Most methodologies studying the performance benefits of active recovery and water immersion suffer many limitations. These limitations often consist of the experimental time schedule not replicating what is likely to occur in a practical situation, no isolation of water temperature and hydrostatic pressure effects, and lack of a sport-like exercise consisting of repeated expressions of explosive power.

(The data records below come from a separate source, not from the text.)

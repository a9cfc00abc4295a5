use anyhow::{bail, ensure, Context, Result};
use indicatif::{ProgressBar, ProgressStyle};
use rand::Rng;
use serde::{Deserialize, Serialize};
use tracing::warn;

/// Vector width of mistral-embed. External contract of the service, not a
/// tunable.
pub const EMBEDDING_DIM: usize = 1024;

/// Documents per request; bounds payload size and the blast radius of a
/// failed call.
pub const BATCH_SIZE: usize = 10;

const ENDPOINT: &str = "https://api.mistral.ai/v1/embeddings";
const MODEL: &str = "mistral-embed";

pub struct EmbeddingClient {
    client: reqwest::Client,
    api_key: Option<String>,
}

impl EmbeddingClient {
    pub fn from_env() -> Self {
        Self::new(std::env::var("MISTRAL_API_KEY").ok().filter(|k| !k.trim().is_empty()))
    }

    pub fn new(api_key: Option<String>) -> Self {
        if api_key.is_none() {
            warn!("MISTRAL_API_KEY is not set; embeddings will be random stand-ins");
        }
        Self {
            client: reqwest::Client::new(),
            api_key,
        }
    }

    /// Embed the corpus in batches of [`BATCH_SIZE`]. A failed batch yields
    /// zero vectors for exactly its texts instead of aborting the run, so the
    /// output length always equals the input length.
    pub async fn embed_documents(&self, texts: &[String]) -> Vec<Vec<f32>> {
        let pb = ProgressBar::new(texts.len() as u64);
        pb.set_style(
            ProgressStyle::default_bar()
                .template("{spinner:.green} embedding [{bar:40.cyan/blue}] {pos}/{len}")
                .unwrap()
                .progress_chars("#>-"),
        );

        let mut embeddings = Vec::with_capacity(texts.len());
        for batch in texts.chunks(BATCH_SIZE) {
            let inputs: Vec<&str> = batch.iter().map(String::as_str).collect();
            match self.embed_batch(&inputs).await {
                Ok(mut vectors) => embeddings.append(&mut vectors),
                Err(e) => {
                    warn!(
                        "Embedding batch failed ({}); zero vectors substituted for {} documents",
                        e,
                        batch.len()
                    );
                    embeddings
                        .extend(std::iter::repeat_with(|| vec![0.0; EMBEDDING_DIM]).take(batch.len()));
                }
            }
            pb.inc(batch.len() as u64);
        }
        pb.finish_and_clear();
        embeddings
    }

    /// Embed a single query. Unlike corpus embedding, failure propagates;
    /// the store turns it into an empty search result.
    pub async fn embed_query(&self, text: &str) -> Result<Vec<f32>> {
        let mut vectors = self.embed_batch(&[text]).await?;
        vectors
            .pop()
            .filter(|v| v.len() == EMBEDDING_DIM)
            .context("service returned no embedding for the query")
    }

    async fn embed_batch(&self, inputs: &[&str]) -> Result<Vec<Vec<f32>>> {
        if inputs.is_empty() {
            return Ok(Vec::new());
        }

        // Keyless mode: random vectors of the right width keep the pipeline
        // runnable in dev and tests without touching the network.
        let Some(api_key) = &self.api_key else {
            return Ok(random_vectors(inputs.len()));
        };

        let request = EmbeddingRequest {
            model: MODEL,
            input: inputs,
        };
        let response = self
            .client
            .post(ENDPOINT)
            .bearer_auth(api_key)
            .json(&request)
            .send()
            .await
            .context("embedding request failed")?;

        let status = response.status();
        if !status.is_success() {
            let body = response
                .text()
                .await
                .unwrap_or_else(|_| "<body unavailable>".to_string());
            bail!("embedding request returned {}: {}", status, body);
        }

        let mut parsed: EmbeddingResponse = response
            .json()
            .await
            .context("failed to parse embedding response")?;
        parsed.data.sort_by_key(|entry| entry.index);
        ensure!(
            parsed.data.len() == inputs.len(),
            "service returned {} embeddings for {} inputs",
            parsed.data.len(),
            inputs.len()
        );
        ensure!(
            parsed.data.iter().all(|entry| entry.embedding.len() == EMBEDDING_DIM),
            "service returned embeddings of unexpected width"
        );
        Ok(parsed.data.into_iter().map(|entry| entry.embedding).collect())
    }
}

fn random_vectors(count: usize) -> Vec<Vec<f32>> {
    let mut rng = rand::thread_rng();
    (0..count)
        .map(|_| (0..EMBEDDING_DIM).map(|_| rng.gen_range(-1.0..1.0)).collect())
        .collect()
}

#[derive(Serialize)]
struct EmbeddingRequest<'a> {
    model: &'a str,
    input: &'a [&'a str],
}

#[derive(Deserialize)]
struct EmbeddingResponse {
    data: Vec<EmbeddingData>,
}

#[derive(Deserialize)]
struct EmbeddingData {
    embedding: Vec<f32>,
    index: usize,
}

#[cfg(test)]
mod tests {
    use super::*;

    fn offline_client() -> EmbeddingClient {
        EmbeddingClient::new(None)
    }

    #[tokio::test]
    async fn keyless_client_substitutes_random_vectors() {
        let texts: Vec<String> = (0..25).map(|i| format!("документ {i}")).collect();
        let embeddings = offline_client().embed_documents(&texts).await;
        assert_eq!(embeddings.len(), 25);
        assert!(embeddings.iter().all(|v| v.len() == EMBEDDING_DIM));
    }

    #[tokio::test]
    async fn keyless_query_embedding_has_right_width() {
        let vector = offline_client().embed_query("как поступить").await.unwrap();
        assert_eq!(vector.len(), EMBEDDING_DIM);
    }

    #[tokio::test]
    async fn empty_corpus_embeds_to_nothing() {
        let embeddings = offline_client().embed_documents(&[]).await;
        assert!(embeddings.is_empty());
    }
}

Light-intensity active recovery and water immersion do not appear to be detrimental to performance, but neither does there appear to be enough evidence to claim they are beneficial. Effects of active recovery and water immersion would seem to be trivial to small, with any benefits more likely following multiple bouts of high-intensity exercise and recovery or following muscle damaging exercise. There may be a link between blood plasma fraction and performance, however, evidence is inconclusive. Given these issues and limitations the aim of this research was to investigate whether combinations of active recovery, water immersion and passive recovery could maintain peak power and work during subsequent bouts of explosive exercise. We also investigated whether there was any difference in subjects‘ blood plasma faction and perceived fatigue between the recovery modes.

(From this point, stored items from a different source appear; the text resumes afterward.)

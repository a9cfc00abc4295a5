use serde::{Deserialize, Serialize};

use crate::parser::curriculum::CurriculumTable;
use crate::parser::ProgramRecord;

/// Metadata record carried alongside every corpus document. The `type` tag
/// tells the downstream generator how the document was phrased.
#[derive(Debug, Clone, PartialEq, Eq, Serialize, Deserialize)]
pub struct DocMeta {
    pub program: String,
    #[serde(rename = "type")]
    pub doc_type: String,
    pub title: String,
    #[serde(default, skip_serializing_if = "Option::is_none")]
    pub code: Option<String>,
    #[serde(default, skip_serializing_if = "Option::is_none")]
    pub method: Option<String>,
    #[serde(default, skip_serializing_if = "Option::is_none")]
    pub category: Option<String>,
}

impl DocMeta {
    fn new(record: &ProgramRecord, doc_type: &str) -> Self {
        Self {
            program: record.key.clone(),
            doc_type: doc_type.to_string(),
            title: record.title.clone(),
            code: None,
            method: None,
            category: None,
        }
    }
}

/// Flatten one program into `(document text, metadata)` pairs.
///
/// Deterministic and side-effect-free. Absent or empty fields produce no
/// documents; multi-valued fields (directions, FAQ, admission methods,
/// achievements) produce one document per element.
pub fn build_documents(
    record: &ProgramRecord,
    curriculum: Option<&CurriculumTable>,
) -> Vec<(String, DocMeta)> {
    let mut out = Vec::new();
    let title = &record.title;

    if !record.description.lead.is_empty() {
        out.push((
            format!("Программа {}: {}", title, record.description.lead),
            DocMeta::new(record, "description_lead"),
        ));
    }
    if !record.description.full_description.is_empty() {
        out.push((
            format!("О программе {}: {}", title, record.description.full_description),
            DocMeta::new(record, "description_full"),
        ));
    }
    if !record.career_prospects.is_empty() {
        out.push((
            format!("Карьерные перспективы программы {}: {}", title, record.career_prospects),
            DocMeta::new(record, "career"),
        ));
    }

    if let Some(study) = &record.study_info {
        let mut parts = Vec::new();
        if !study.label.is_empty() {
            parts.push(study.label.clone());
        }
        if !study.period.is_empty() {
            parts.push(format!("срок обучения {}", study.period));
        }
        if !study.mode.is_empty() {
            parts.push(format!("форма обучения {}", study.mode));
        }
        if !study.language.is_empty() {
            parts.push(format!("язык обучения {}", study.language));
        }
        if !parts.is_empty() {
            let military = if study.military {
                "Военный учебный центр есть."
            } else {
                "Военного учебного центра нет."
            };
            out.push((
                format!("Обучение на программе {}: {}. {}", title, parts.join(", "), military),
                DocMeta::new(record, "study_info"),
            ));
        }
    }

    if let Some(cost) = &record.cost_info {
        out.push((
            format!(
                "Стоимость обучения на программе {} в {} году: {} рублей в год для граждан РФ, {} рублей для иностранных граждан.",
                title, cost.year, cost.russian, cost.foreigner
            ),
            DocMeta::new(record, "cost"),
        ));
    } else if let Some(cost_text) = &record.admission_info.cost {
        out.push((
            format!("Стоимость обучения на программе {}: {}", title, cost_text),
            DocMeta::new(record, "cost"),
        ));
    }

    for direction in &record.admission_info.directions {
        let mut text = format!(
            "Направление подготовки {} {} на программе {}.",
            direction.code, direction.title, title
        );
        let mut quota_parts = Vec::new();
        if let Some(budget) = direction.quotas.budget {
            quota_parts.push(format!("бюджетных мест {budget}"));
        }
        if let Some(contract) = direction.quotas.contract {
            quota_parts.push(format!("контрактных мест {contract}"));
        }
        if let Some(target) = direction.quotas.target_reception {
            quota_parts.push(format!("целевая квота {target}"));
        }
        if !quota_parts.is_empty() {
            text.push_str(&format!(" Количество мест: {}.", quota_parts.join(", ")));
        }
        if !direction.disciplines.is_empty() {
            let subjects: Vec<&str> =
                direction.disciplines.iter().map(|d| d.title.as_str()).collect();
            text.push_str(&format!(" Вступительные испытания: {}.", subjects.join(", ")));
        }
        let mut meta = DocMeta::new(record, "direction");
        meta.code = Some(direction.code.clone());
        out.push((text, meta));
    }

    for requirement in &record.admission_requirements {
        if requirement.description.is_empty() {
            continue;
        }
        let mut meta = DocMeta::new(record, "admission_method");
        meta.method = Some(requirement.method.clone());
        out.push((
            format!("Поступление через {}: {}", requirement.method, requirement.description),
            meta,
        ));
    }

    for entry in &record.faq {
        if entry.question.is_empty() || entry.answer.is_empty() {
            continue;
        }
        out.push((
            format!("Вопрос: {} Ответ: {}", entry.question, entry.answer),
            DocMeta::new(record, "faq"),
        ));
    }

    if !record.partners.is_empty() {
        out.push((
            format!("Партнеры программы {}: {}", title, record.partners.join(", ")),
            DocMeta::new(record, "partners"),
        ));
    }

    for achievement in achievement_texts(&record.achievements) {
        out.push((
            format!("Достижение программы {}: {}", title, achievement),
            DocMeta::new(record, "achievements"),
        ));
    }

    let contacts = contact_pairs(&record.social_links);
    if !contacts.is_empty() {
        out.push((
            format!("Контакты программы {}: {}", title, contacts.join(", ")),
            DocMeta::new(record, "contacts"),
        ));
    }

    if let Some(table) = curriculum {
        for (category, courses) in table {
            if courses.is_empty() {
                continue;
            }
            let listing: Vec<String> = courses
                .iter()
                .map(|c| format!("{} ({} семестр)", c.title, c.semester))
                .collect();
            let mut meta = DocMeta::new(record, "curriculum");
            meta.category = Some(category.key().to_string());
            out.push((
                format!(
                    "Учебный план программы {}, {}: {}.",
                    title,
                    category.label(),
                    listing.join(", ")
                ),
                meta,
            ));
        }
    }

    out
}

/// One text per achievement element; objects are reduced to their string
/// fields, bare strings pass through.
fn achievement_texts(value: &serde_json::Value) -> Vec<String> {
    let Some(items) = value.as_array() else {
        return Vec::new();
    };
    items
        .iter()
        .filter_map(|item| match item {
            serde_json::Value::String(s) if !s.trim().is_empty() => Some(s.trim().to_string()),
            serde_json::Value::Object(map) => {
                let parts: Vec<&str> = ["title", "name", "description", "year"]
                    .iter()
                    .filter_map(|k| map.get(*k))
                    .filter_map(|v| v.as_str())
                    .filter(|s| !s.trim().is_empty())
                    .collect();
                (!parts.is_empty()).then(|| parts.join(". "))
            }
            _ => None,
        })
        .collect()
}

fn contact_pairs(value: &serde_json::Value) -> Vec<String> {
    let Some(map) = value.as_object() else {
        return Vec::new();
    };
    map.iter()
        .filter_map(|(name, v)| v.as_str().map(|url| format!("{name}: {url}")))
        .collect()
}

#[cfg(test)]
mod tests {
    use super::*;
    use crate::parser::curriculum::{Category, CourseEntry};
    use crate::parser::{
        AdmissionRequirement, CostInfo, Direction, FaqEntry, ProgramRecord, Quotas, StudyInfo,
    };

    fn base_record() -> ProgramRecord {
        ProgramRecord {
            key: "ai".to_string(),
            title: "Искусственный интеллект".to_string(),
            ..ProgramRecord::default()
        }
    }

    #[test]
    fn empty_record_yields_no_documents() {
        assert!(build_documents(&base_record(), None).is_empty());
    }

    #[test]
    fn faq_entry_becomes_one_document_with_question_and_answer() {
        let mut record = base_record();
        record.faq.push(FaqEntry {
            question: "Как поступить?".to_string(),
            answer: "Через экзамен.".to_string(),
        });
        let docs = build_documents(&record, None);
        assert_eq!(docs.len(), 1);
        let (text, meta) = &docs[0];
        assert!(text.contains("Как поступить?"));
        assert!(text.contains("Через экзамен."));
        assert_eq!(meta.doc_type, "faq");
        assert_eq!(meta.program, "ai");
    }

    #[test]
    fn one_document_per_direction() {
        let mut record = base_record();
        for code in ["01.04.02", "09.04.01"] {
            record.admission_info.directions.push(Direction {
                code: code.to_string(),
                title: "Направление".to_string(),
                quotas: Quotas {
                    budget: Some(40),
                    contract: None,
                    target_reception: Some(2),
                },
                disciplines: Vec::new(),
            });
        }
        let docs = build_documents(&record, None);
        assert_eq!(docs.len(), 2);
        assert_eq!(docs[0].1.code.as_deref(), Some("01.04.02"));
        assert!(docs[0].0.contains("бюджетных мест 40"));
        assert!(docs[0].0.contains("целевая квота 2"));
        assert!(!docs[0].0.contains("контрактных"));
    }

    #[test]
    fn admission_method_keeps_original_phrasing() {
        let mut record = base_record();
        record.admission_requirements.push(AdmissionRequirement {
            method: "портфолио".to_string(),
            description: "Соберите портфолио проектов.".to_string(),
            link: None,
        });
        let docs = build_documents(&record, None);
        assert_eq!(docs[0].0, "Поступление через портфолио: Соберите портфолио проектов.");
        assert_eq!(docs[0].1.method.as_deref(), Some("портфолио"));
    }

    #[test]
    fn partners_in_insertion_order() {
        let mut record = base_record();
        record.partners = vec!["Sber AI".to_string(), "X5".to_string(), "Sber AI".to_string()];
        let docs = build_documents(&record, None);
        assert_eq!(docs.len(), 1);
        assert!(docs[0].0.contains("Sber AI, X5, Sber AI"));
        assert_eq!(docs[0].1.doc_type, "partners");
    }

    #[test]
    fn curriculum_category_becomes_single_listing_document() {
        let record = base_record();
        let mut table = CurriculumTable::new();
        table.insert(
            Category::ObligatoryCourses,
            vec![
                CourseEntry { semester: 1, title: "Математика".to_string() },
                CourseEntry { semester: 2, title: "Машинное обучение".to_string() },
            ],
        );
        let docs = build_documents(&record, Some(&table));
        assert_eq!(docs.len(), 1);
        let (text, meta) = &docs[0];
        assert!(text.contains("обязательные дисциплины"));
        assert!(text.contains("Математика (1 семестр)"));
        assert!(text.contains("Машинное обучение (2 семестр)"));
        assert_eq!(meta.doc_type, "curriculum");
        assert_eq!(meta.category.as_deref(), Some("obligatory_courses"));
    }

    #[test]
    fn study_and_cost_sentences() {
        let mut record = base_record();
        record.study_info = Some(StudyInfo {
            period: "2 года".to_string(),
            label: "магистратура".to_string(),
            mode: "очная".to_string(),
            language: "русский".to_string(),
            military: true,
        });
        record.cost_info = Some(CostInfo { russian: 399_000, foreigner: 419_000, year: 2024 });
        let docs = build_documents(&record, None);
        assert_eq!(docs.len(), 2);
        assert!(docs[0].0.contains("срок обучения 2 года"));
        assert!(docs[0].0.contains("Военный учебный центр есть."));
        assert_eq!(docs[0].1.doc_type, "study_info");
        assert!(docs[1].0.contains("399000 рублей в год"));
        assert_eq!(docs[1].1.doc_type, "cost");
    }

    #[test]
    fn achievements_and_contacts() {
        let mut record = base_record();
        record.achievements = serde_json::json!([
            "Первое место в рейтинге ИИ-программ",
            {"title": "Грант", "description": "Поддержка индустрии"}
        ]);
        record.social_links = serde_json::json!({"vk": "https://vk.com/itmo"});
        let docs = build_documents(&record, None);
        assert_eq!(docs.len(), 3);
        assert_eq!(docs[0].1.doc_type, "achievements");
        assert!(docs[1].0.contains("Грант. Поддержка индустрии"));
        assert_eq!(docs[2].1.doc_type, "contacts");
        assert!(docs[2].0.contains("vk: https://vk.com/itmo"));
    }

    #[test]
    fn blank_faq_entries_are_skipped() {
        let mut record = base_record();
        record.faq.push(FaqEntry { question: "Вопрос?".to_string(), answer: String::new() });
        assert!(build_documents(&record, None).is_empty());
    }
}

A cross-over experiment was conducted on seven subjects over four weeks. On the same day of each week subjects performed three sessions of maximal jumping, each two hours apart, followed by a different recovery method. Each jump session consisted of three sets of 20 maximal jumps repeated every three seconds, with a minute’s rest in-between. Immediately following the jumping subjects performed 10 minutes of either (A) active recovery on a cycle ergometer followed by seated rest, (I) immersion to the gluteal fold in 19°C water followed by seated rest, (AI) active recovery followed by immersion, or (P) seated passive rest. Jumping was conducted on an instrumented supine squat machine that allowed the measurement of total peak power and total work. Pre-jump, post jump and post-recovery blood was taken and the percentage of blood plasma fraction calculated. Perceived leg fatigue was also measured at these times.
Observed differences in total peak power and total work between the recovery modes were non-significant. No differences were observed in the change of blood plasma fraction between the recovery modes or perceived fatigue. One reason for any lack of difference between the recovery modes may have been the brevity of the recovery time.
Research that has observed significant benefits of active recovery and water immersion compared to passive recovery have used recovery times greater of 15 minutes or more. Additionally, changes in blood plasma fraction between active recovery, water immersion and passive recovery have not been apparent until at least 10 minutes post-recovery in previous research. Alternatively, rather than brevity, it may be that active recovery or water immersion simply does not provide any benefit to performance recovery.
Overall there is a meagre amount of research into active recovery, water immersion and passive recovery. Further research that incorporates a variety of exercise and recovery protocols is required.